Zuga, así lo llamaban sus compañeros de partido, reprodujo estas palabras de Juan Negrín en su libro Historia de la guerra en España, que escribió en París, entre 1939 y 1940, cuando todavía estaban muy frescos los recuerdos de la incivil contienda, teniendo, además, a la vista las notas que tomaba día a día a lo largo de una dilatada vida política. Su Historia de la guerra en España fue editada por primera vez en la Argentina, en 1940, con ese título y, posteriormente, en 1968, en París, por la editorial Librería Española, fundada por el republicano español Antonio Soriano, como Guerra y vicisitudes los españoles, con un prólogo espléndido de Roberto Mesa, catedrático de Derecho Internacional Público y Relaciones Internacionales de la Universidad Complutense de Madrid y vicerrector de la UCM con el socialista Francisco Bustelo como Rector, que escribió otro prólogo para la edición de esta obra editada por Ediciones Éxito en 1978 (13). Posteriormente, fue editada varias veces por otras editoriales, entre ellas Crítica y Tusquets.
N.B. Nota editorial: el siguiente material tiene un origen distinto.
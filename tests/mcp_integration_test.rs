//! MCP Server Integration Tests
//!
//! These tests spawn the `fs-explorer` binary and talk JSON-RPC to it over
//! stdio, the way a real controller would.

#![allow(deprecated)] // Allow deprecated cargo_bin for now

use assert_cmd::cargo::CommandCargoExt;
use assert_cmd::Command as AssertCommand;
use predicates::prelude::*;
use serde_json::{json, Value};
use std::io::{BufRead, BufReader, Write};
use std::process::{Child, ChildStdin, ChildStdout, Command, Stdio};
use tempfile::TempDir;

/// MCP Test Client that communicates with the server via stdio
struct McpTestClient {
    child: Child,
    stdin: ChildStdin,
    stdout: BufReader<ChildStdout>,
    request_id: i64,
}

impl McpTestClient {
    /// Spawn a new MCP server rooted at `root` and connect to it
    fn spawn(root: &str, extra_args: &[&str]) -> Result<Self, Box<dyn std::error::Error>> {
        let mut child = Command::cargo_bin("fs-explorer")?
            .arg("--root")
            .arg(root)
            .arg("--transport")
            .arg("stdio")
            .args(extra_args)
            .stdin(Stdio::piped())
            .stdout(Stdio::piped())
            .stderr(Stdio::null())
            .spawn()?;

        let stdin = child.stdin.take().ok_or("Failed to get stdin")?;
        let stdout = BufReader::new(child.stdout.take().ok_or("Failed to get stdout")?);

        Ok(Self {
            child,
            stdin,
            stdout,
            request_id: 0,
        })
    }

    fn send(&mut self, message: &Value) -> Result<(), Box<dyn std::error::Error>> {
        writeln!(self.stdin, "{}", serde_json::to_string(message)?)?;
        self.stdin.flush()?;
        Ok(())
    }

    /// Send a JSON-RPC request and get the response
    fn request(
        &mut self,
        method: &str,
        params: Value,
    ) -> Result<Value, Box<dyn std::error::Error>> {
        self.request_id += 1;
        self.send(&json!({
            "jsonrpc": "2.0",
            "id": self.request_id,
            "method": method,
            "params": params
        }))?;

        let mut response_line = String::new();
        self.stdout.read_line(&mut response_line)?;

        let response: Value = serde_json::from_str(&response_line)?;
        Ok(response)
    }

    fn notify(&mut self, method: &str) -> Result<(), Box<dyn std::error::Error>> {
        self.send(&json!({ "jsonrpc": "2.0", "method": method }))
    }

    /// Full handshake: `initialize` then `notifications/initialized`.
    fn initialize(&mut self) -> Result<Value, Box<dyn std::error::Error>> {
        let response = self.request(
            "initialize",
            json!({
                "protocolVersion": "2024-11-05",
                "capabilities": { "roots": { "listChanged": true } },
                "clientInfo": { "name": "test-client", "version": "1.0.0" }
            }),
        )?;
        self.notify("notifications/initialized")?;
        Ok(response)
    }

    fn call_tool(
        &mut self,
        name: &str,
        arguments: Value,
    ) -> Result<Value, Box<dyn std::error::Error>> {
        self.request(
            "tools/call",
            json!({ "name": name, "arguments": arguments }),
        )
    }

    fn read_resource(&mut self, uri: &str) -> Result<Value, Box<dyn std::error::Error>> {
        self.request("resources/read", json!({ "uri": uri }))
    }
}

impl Drop for McpTestClient {
    fn drop(&mut self) {
        let _ = self.child.kill();
    }
}

fn create_test_root() -> TempDir {
    let dir = TempDir::new().expect("Failed to create temp dir");
    std::fs::create_dir(dir.path().join("src")).expect("Failed to create src");
    std::fs::write(
        dir.path().join("src/main.rs"),
        "fn main() { println!(\"Hello\"); }\nfn add(a: i32, b: i32) -> i32 { a + b }\n",
    )
    .expect("Failed to write main.rs");
    std::fs::write(dir.path().join("README.md"), "explorer fixture\n")
        .expect("Failed to write README.md");
    std::fs::write(dir.path().join("tool.exe"), "MZ").expect("Failed to write tool.exe");
    dir
}

fn spawn(root: &TempDir, extra_args: &[&str]) -> McpTestClient {
    McpTestClient::spawn(root.path().to_str().unwrap(), extra_args)
        .expect("Failed to spawn MCP server")
}

// ============================================================================
// Integration Tests
// ============================================================================

#[test]
fn test_binary_help() {
    AssertCommand::cargo_bin("fs-explorer")
        .unwrap()
        .arg("--help")
        .assert()
        .success()
        .stdout(predicate::str::contains("Model Context Protocol"))
        .stdout(predicate::str::contains("--chunk-size"));
}

#[test]
fn test_binary_version() {
    AssertCommand::cargo_bin("fs-explorer")
        .unwrap()
        .arg("--version")
        .assert()
        .success()
        .stdout(predicate::str::contains("fs-explorer"));
}

#[test]
fn test_binary_rejects_zero_chunk_size() {
    let root = create_test_root();
    AssertCommand::cargo_bin("fs-explorer")
        .unwrap()
        .arg("--root")
        .arg(root.path())
        .arg("--chunk-size")
        .arg("0")
        .assert()
        .failure();
}

#[test]
fn test_stdio_handshake_until_eof() {
    let root = create_test_root();
    let init = json!({
        "jsonrpc": "2.0",
        "id": 1,
        "method": "initialize",
        "params": {
            "protocolVersion": "2025-03-26",
            "capabilities": {},
            "clientInfo": { "name": "test-client", "version": "1.0.0" }
        }
    });

    AssertCommand::cargo_bin("fs-explorer")
        .unwrap()
        .arg("--root")
        .arg(root.path())
        .write_stdin(format!("{}\n", init))
        .assert()
        .success()
        .stdout(predicate::str::contains("\"protocolVersion\":\"2025-03-26\""))
        .stdout(predicate::str::contains("fs-explorer"));
}

#[test]
fn test_mcp_initialize() {
    let root = create_test_root();
    let mut client = spawn(&root, &[]);

    let response = client.initialize().expect("Failed to initialize");
    let result = &response["result"];
    assert_eq!(result["protocolVersion"], "2024-11-05");
    assert_eq!(result["serverInfo"]["name"], "fs-explorer");
    assert_eq!(result["capabilities"]["resources"]["subscribe"], true);
    assert!(result["capabilities"].get("tools").is_some());
    assert!(result["capabilities"].get("prompts").is_some());
}

#[test]
fn test_mcp_request_before_initialized_is_refused() {
    let root = create_test_root();
    let mut client = spawn(&root, &[]);

    let response = client
        .request("tools/list", json!({}))
        .expect("Failed to send request");
    assert_eq!(response["error"]["data"]["kind"], "not_ready");
}

#[test]
fn test_mcp_list_directory() {
    let root = create_test_root();
    let mut client = spawn(&root, &[]);

    client.initialize().expect("Failed to initialize");
    let response = client
        .call_tool("list_directory", json!({ "directory_path": "." }))
        .expect("Failed to call list_directory");

    let content = response["result"]["content"]
        .as_array()
        .expect("content should be array");
    let names: Vec<&str> = content.iter().filter_map(|c| c["text"].as_str()).collect();
    assert_eq!(names, vec!["README.md", "src", "tool.exe"]);
}

#[test]
fn test_mcp_search_files() {
    let root = create_test_root();
    let mut client = spawn(&root, &[]);

    client.initialize().expect("Failed to initialize");
    let response = client
        .call_tool(
            "search_files",
            json!({ "root_path": ".", "search_text": "fn add" }),
        )
        .expect("Failed to call search_files");
    assert_eq!(response["result"]["content"][0]["text"], "src/main.rs");
}

#[test]
fn test_mcp_read_chunks() {
    let root = create_test_root();
    let mut client = spawn(&root, &["--chunk-size", "8"]);

    client.initialize().expect("Failed to initialize");
    let response = client
        .read_resource("fs://chunks/README.md")
        .expect("Failed to read manifest");
    let manifest: Value = serde_json::from_str(
        response["result"]["contents"][0]["text"]
            .as_str()
            .expect("manifest text"),
    )
    .expect("manifest JSON");
    assert_eq!(manifest["totalChunks"], 3);

    let response = client
        .read_resource("fs://chunk/README.md/1")
        .expect("Failed to read chunk");
    assert_eq!(response["result"]["contents"][0]["text"], " fixture");

    let response = client
        .read_resource("fs://chunk/README.md/3")
        .expect("Failed to read chunk");
    assert_eq!(response["error"]["data"]["kind"], "chunk_out_of_range");
    assert_eq!(response["error"]["data"]["totalChunks"], 3);
}

#[test]
fn test_mcp_denied_extension() {
    let root = create_test_root();
    let mut client = spawn(&root, &["--denied-extensions", "exe,dll"]);

    client.initialize().expect("Failed to initialize");
    let response = client
        .read_resource("fs://chunks/tool.exe")
        .expect("Failed to read manifest");
    assert_eq!(response["error"]["data"]["kind"], "resource_unreadable");
}

#[test]
fn test_mcp_invalid_tool() {
    let root = create_test_root();
    let mut client = spawn(&root, &[]);

    client.initialize().expect("Failed to initialize");
    let response = client
        .call_tool("nonexistent_tool", json!({}))
        .expect("Failed to call tool");
    assert_eq!(response["error"]["data"]["kind"], "not_found");
}

#[test]
fn test_mcp_sampling_tool_without_capability() {
    let root = create_test_root();
    let mut client = spawn(&root, &[]);

    client.initialize().expect("Failed to initialize");
    let response = client
        .call_tool("check_sampling_capability", json!({ "prompt": "hi" }))
        .expect("Failed to call tool");
    let result = &response["result"];
    assert_eq!(result["isError"], true);
    assert_eq!(result["_meta"]["errorKind"], "capability_unsupported");
}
En su libro, Zugazagoitia apostilla las palabras de Negrín con el siguiente comentario: “El propio Azaña no se hubiera pronunciado con más vehemencia. En este tema, los dos presidentes eran correligionarios” (14 ).


Notas:
(1)Carmen Iglesias, No siempre lo peor es cierto. Estudios sobre Historia de España, Galaxia Gutemberg, Círculo de Lectores, 2008, pág. 658.
(2)David Ruiz González, Octubre de 1934. Revolución en la República española, Síntesis, 2008.
(3)Stanley G. Payne, Los militares y la política en la España contemporánea, Ruedo Ibérico, París, 1968, págs. 202 y 258.
(4)Hilari Raguer, El general Batet. Franco contra Batet: crónica de una venganza, Ediciones Península, Barcelona, 1996.
(5)Enrique Moradiellos, Don Juan Negrín, Editorial Península, 2006.
(6)Enrique Moradiellos, El gobierno británico y Cataluña durante la República y la guerra civil, El Basilisco, nº 27, Oviedo, 2000, págs.. 21-36; Enrique Moradiellos, Neutralidad benévola. El gobierno británico y la insurrección militar española de 1936, Oviedo, Pentalfa, 1990.
(7)Enrique Moradiellos, obra cit., págs. 369.
(8)Enrique Moradiellos, obra cit. pág.368.
(9)Enrique Moradiellos, obra cit. Pág. 372; Ch. Andrew y O. Gordievsky, KGB. The Inside Story, cap. 6 y págs. 167 y-170.
(10)Enrique Moradiellos, obra cit. págs. 372 y 373. Julián Zugazagoitia, Guerra y vicisitudes de los españoles, Editorial Éxito, 1978, tomo II, págs.454.
(11) Julián Zugazagoitia, obra cit., tomo I, pág 15.
(12) Santos Juliá, Julián Zugazagoitia, prólogo a Guerra y vicisitudes de los españoles, Barcelona, Tusquets, 2001, páginas I-XXXI.
(13) Julián Zugazagoiti, obra cit., págs.7-13.
(14) Julián Zugazagoitia, obra cit., pág. 454.